--- What you have to do ---
Each line below with the string "timeline" should be copied.

--- Data supplied ---
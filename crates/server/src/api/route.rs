use axum::{
    Json,
    extract::{State, rejection::JsonRejection},
};
use futures_util::{StreamExt, stream};
use haulplan::prelude::*;
use std::{sync::Arc, time::Instant};
use tracing::{info, warn};

use crate::{
    dto::{TripPlanDto, TripRequest, TripRequestDto},
    error::ApiError,
    provider::{self, Place},
    state::AppState,
};

pub async fn plan_route(
    State(state): State<Arc<AppState>>,
    payload: Result<Json<TripRequestDto>, JsonRejection>,
) -> Result<Json<TripPlanDto>, ApiError> {
    let Json(dto) = payload.map_err(|rejection| ApiError::Validation(rejection.body_text()))?;
    let request = dto
        .validate(state.limits.cycle_cap.as_hours())
        .map_err(ApiError::Validation)?;
    info!(
        "Planning {} -> {} -> {} with {}h on the cycle",
        request.origin, request.pickup, request.destination, request.current_cycle
    );
    let now = Instant::now();
    let plan = plan_trip(&state, &request).await?;
    info!(
        "Planned {:.1} mi over {} shifts in {:?}",
        plan.summary.total_miles,
        plan.summary.total_shifts,
        now.elapsed()
    );
    Ok(Json(plan))
}

/// Geocodes the three places, routes both legs, schedules the stops and
/// dresses the result up for the dashboard.
pub async fn plan_trip(state: &AppState, request: &TripRequest) -> Result<TripPlanDto, ApiError> {
    let (origin, pickup, destination) = tokio::try_join!(
        geocode(state, &request.origin),
        geocode(state, &request.pickup),
        geocode(state, &request.destination),
    )?;
    let (to_pickup, to_destination) = tokio::try_join!(
        route(state, origin.coordinate, pickup.coordinate),
        route(state, pickup.coordinate, destination.coordinate),
    )?;
    let route = Route::new(to_pickup, to_destination);

    let mut timeline = Scheduler::for_route(&route, request.departure)
        .cycle_hours(request.current_cycle)
        .with_settings(state.settings)
        .with_limits(state.limits)
        .labels(origin.label, pickup.label, destination.label)
        .solve()?;

    if state.reverse_geocode {
        fill_addresses(state, &mut timeline).await;
    }
    Ok(TripPlanDto::from(&route, &timeline, request.departure))
}

async fn geocode(state: &AppState, query: &str) -> Result<Place, provider::Error> {
    let geocoder = &state.geocoder;
    state
        .policy
        .run(geocoder.name(), || geocoder.geocode(query))
        .await
}

async fn route(state: &AppState, from: Coordinate, to: Coordinate) -> Result<RouteLeg, provider::Error> {
    let router = &state.router;
    state.policy.run(router.name(), || router.route(from, to)).await
}

/// Names the stops that did not come with one. Each distinct location is
/// looked up once, and a failed lookup leaves the stop unnamed.
async fn fill_addresses(state: &AppState, timeline: &mut Timeline) {
    let mut pending: Vec<Coordinate> = Vec::new();
    for stop in timeline.stops() {
        if stop.address.is_none() && !pending.contains(&stop.location) {
            pending.push(stop.location);
        }
    }
    if pending.is_empty() {
        return;
    }

    let geocoder = &state.geocoder;
    let resolved: Vec<(Coordinate, Option<Arc<str>>)> = stream::iter(pending)
        .map(|coordinate| async move {
            let address = state
                .policy
                .run(geocoder.name(), || geocoder.reverse(coordinate))
                .await
                .unwrap_or_else(|err| {
                    warn!("No address for {coordinate}: {err}");
                    None
                });
            (coordinate, address.map(Arc::<str>::from))
        })
        .buffered(state.reverse_geocode_concurrency.max(1))
        .collect()
        .await;

    for stop in timeline.stops_mut() {
        if stop.address.is_none() {
            stop.address = resolved
                .iter()
                .find(|(coordinate, _)| *coordinate == stop.location)
                .and_then(|(_, address)| address.clone());
        }
    }
}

--- Task answer ---
    let mut timeline = Scheduler::for_route(&route, request.departure)
        fill_addresses(state, &mut timeline).await;
    Ok(TripPlanDto::from(&route, &timeline, request.departure))
async fn fill_addresses(state: &AppState, timeline: &mut Timeline) {
    for stop in timeline.stops() {
    for stop in timeline.stops_mut() {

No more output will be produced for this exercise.